## Work item
Show, from the entries below, every line in which "LedgerEntry" appears.

═════ Source data

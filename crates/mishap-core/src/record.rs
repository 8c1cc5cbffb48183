//! Ledger records: the factual result of one resolved action

use crate::axis::ResolvedAxes;
use crate::identity::{CharacterId, DefId, ItemId, LedgerId, RoomId};
use chrono::{DateTime, Utc};
use serde::{Deserialize, Serialize};
use std::fmt;

/// How an action turned out
#[derive(Debug, Clone, Copy, PartialEq, Eq, Hash, Serialize, Deserialize)]
#[serde(rename_all = "snake_case")]
pub enum Outcome {
    Success,
    PartialSuccess,
    Failure,
}

impl Outcome {
    pub fn as_str(&self) -> &'static str {
        match self {
            Outcome::Success => "success",
            Outcome::PartialSuccess => "partial_success",
            Outcome::Failure => "failure",
        }
    }
}

impl fmt::Display for Outcome {
    fn fmt(&self, f: &mut fmt::Formatter<'_>) -> fmt::Result {
        f.write_str(self.as_str())
    }
}

/// How the outcome should be read
#[derive(Debug, Clone, Copy, PartialEq, Eq, Hash, Serialize, Deserialize)]
#[serde(rename_all = "snake_case")]
pub enum Interpretation {
    Avoidable,
    Inevitable,
    Fortunate,
}

impl Interpretation {
    pub fn as_str(&self) -> &'static str {
        match self {
            Interpretation::Avoidable => "avoidable",
            Interpretation::Inevitable => "inevitable",
            Interpretation::Fortunate => "fortunate",
        }
    }
}

impl fmt::Display for Interpretation {
    fn fmt(&self, f: &mut fmt::Formatter<'_>) -> fmt::Result {
        f.write_str(self.as_str())
    }
}

/// Everything the engine determined about one action, before it has a ledger id
#[derive(Debug, Clone, PartialEq, Serialize, Deserialize)]
pub struct ActionRecord {
    pub character: CharacterId,
    pub action: DefId,
    pub room: RoomId,
    /// Items as requested by the caller, including ones that were not usable
    pub items_used: Vec<ItemId>,
    /// True when the action's default/unarmed modifier set was substituted
    pub unarmed: bool,
    /// Caller marked the action as hurried
    #[serde(default)]
    pub rushed: bool,
    pub axes: ResolvedAxes,
    pub outcome: Outcome,
    /// Factor ids in the order they were applied
    pub contributing_factors: Vec<DefId>,
    pub interpretation: Interpretation,
    /// Share of factors that were character-controlled, in `[0, 1]`
    pub blame_weight: f64,
    /// Explicit seed supplied (or generated) for this call
    pub seed: String,
    /// Seed actually fed to the RNG
    pub derived_seed: u64,
    /// Earlier entry for the same inputs, when this is a retry
    #[serde(default)]
    pub supersedes: Option<LedgerId>,
    pub timestamp: DateTime<Utc>,
}

impl ActionRecord {
    /// True if both records describe the same deterministic resolution
    ///
    /// Ignores the wall-clock timestamp and retry linkage.
    pub fn same_resolution(&self, other: &ActionRecord) -> bool {
        self.character == other.character
            && self.action == other.action
            && self.room == other.room
            && self.items_used == other.items_used
            && self.unarmed == other.unarmed
            && self.rushed == other.rushed
            && self.axes == other.axes
            && self.outcome == other.outcome
            && self.contributing_factors == other.contributing_factors
            && self.interpretation == other.interpretation
            && self.blame_weight.to_bits() == other.blame_weight.to_bits()
            && self.derived_seed == other.derived_seed
    }
}

/// A committed, immutable ledger entry
#[derive(Debug, Clone, PartialEq, Serialize, Deserialize)]
pub struct LedgerEntry {
    pub id: LedgerId,
    pub record: ActionRecord,
}

impl LedgerEntry {
    pub fn new(id: LedgerId, record: ActionRecord) -> Self {
        Self { id, record }
    }

    pub fn character(&self) -> CharacterId {
        self.record.character
    }

    pub fn outcome(&self) -> Outcome {
        self.record.outcome
    }

    pub fn interpretation(&self) -> Interpretation {
        self.record.interpretation
    }

    pub fn blame_weight(&self) -> f64 {
        self.record.blame_weight
    }

    pub fn contributing_factors(&self) -> &[DefId] {
        &self.record.contributing_factors
    }

    pub fn timestamp(&self) -> DateTime<Utc> {
        self.record.timestamp
    }
}

#[cfg(test)]
mod tests {
    use super::*;

    fn record() -> ActionRecord {
        ActionRecord {
            character: CharacterId(3),
            action: DefId::new("fish"),
            room: RoomId::new("river_bend"),
            items_used: vec![],
            unarmed: true,
            rushed: false,
            axes: ResolvedAxes::default(),
            outcome: Outcome::PartialSuccess,
            contributing_factors: vec![DefId::new("unarmed:fish")],
            interpretation: Interpretation::Inevitable,
            blame_weight: 0.0,
            seed: "seed_1".to_string(),
            derived_seed: 99,
            supersedes: None,
            timestamp: Utc::now(),
        }
    }

    #[test]
    fn test_same_resolution_ignores_timestamp_and_linkage() {
        let a = record();
        let mut b = a.clone();
        b.timestamp = a.timestamp + chrono::Duration::seconds(30);
        b.supersedes = Some(LedgerId::new(CharacterId(3), 1));
        assert!(a.same_resolution(&b));

        b.outcome = Outcome::Failure;
        assert!(!a.same_resolution(&b));
    }

    #[test]
    fn test_outcome_serializes_snake_case() {
        let text = ron::to_string(&Outcome::PartialSuccess).unwrap();
        assert_eq!(text, "partial_success");
    }
}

══════════

## Written reply
pub struct LedgerEntry {
impl LedgerEntry {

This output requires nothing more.